In the West, China the villain is a narrative few dare to challenge

  • Vitriol aimed at contrarians who point to lack of evidence for Xinjiang genocide claims reflects how much Biden’s approach to China resembles predecessor’s
  • It is at such times of rabid nationalism that free speech and dispassionate research are needed

Something strange has happened to public discourse in the West, perhaps magnified by the dislocation and despair of the pandemic. People are not just covering their mouths with masks to avoid viral harm; they are covering their mouths so as not to say things that challenge the master narrative of the moment.

The free media is itself complicit in the silencing and outright ridicule of views that don’t comport with the flavour-of-the-month trends coming out of the corridors of power.

Take Xinjiang, for example.

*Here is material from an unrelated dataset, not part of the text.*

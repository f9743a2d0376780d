pub mod metrics;
pub mod pipeline;
pub mod providers;

pub use pipeline::TutorPipeline;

The dominant narrative at the moment is that China is committing genocide in Xinjiang. This is an extremely serious charge – one that harks back to the Holocaust. But is it true?

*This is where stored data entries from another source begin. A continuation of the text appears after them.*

macro_rules! clients {
    ($(
        $variant:ident = $raw:literal, $name:literal, $sub:ident
        $(, $tag:ident)*;
    )*) => {
        /// An IPA client endpoint, as numbered by the driver ABI.
        #[derive(
            Clone,
            Copy,
            Debug,
            Deserialize,
            Eq,
            Hash,
            Ord,
            PartialEq,
            PartialOrd,
            Serialize,
        )]
        #[repr(u32)]
        pub enum Client {
            $($variant = $raw,)*
        }

        impl Client {
            /// Every endpoint, in discriminant order.
            pub const ALL: &'static [Client] = &[$(Client::$variant,)*];

            pub fn from_raw(raw: u32) -> Option<Self> {
                match raw {
                    $($raw => Some(Client::$variant),)*
                    _ => None,
                }
            }

            /// The ABI name, without the `IPA_CLIENT_` prefix.
            pub const fn name(self) -> &'static str {
                match self {
                    $(Client::$variant => $name,)*
                }
            }

            pub const fn subsystem(self) -> Subsystem {
                match self {
                    $(Client::$variant => Subsystem::$sub,)*
                }
            }

            pub const fn tags(self) -> ClientTags {
                match self {
                    $(Client::$variant => {
                        ClientTags::empty()$(.union(ClientTags::$tag))*
                    })*
                }
            }
        }
    };
}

Is it not worth considering the possibility that the freighted term “genocide” is being bandied about to inflict maximum pain on China, rather than to reflect an honest assessment of the situation on the ground?

“UK parliament declares genocide in China’s Xinjiang” screams a recent Reuters headline. To cavalierly and carelessly invoke the never-forget tragedy of European Jewry in World War II is an egregious insult to real historic victims of genocide.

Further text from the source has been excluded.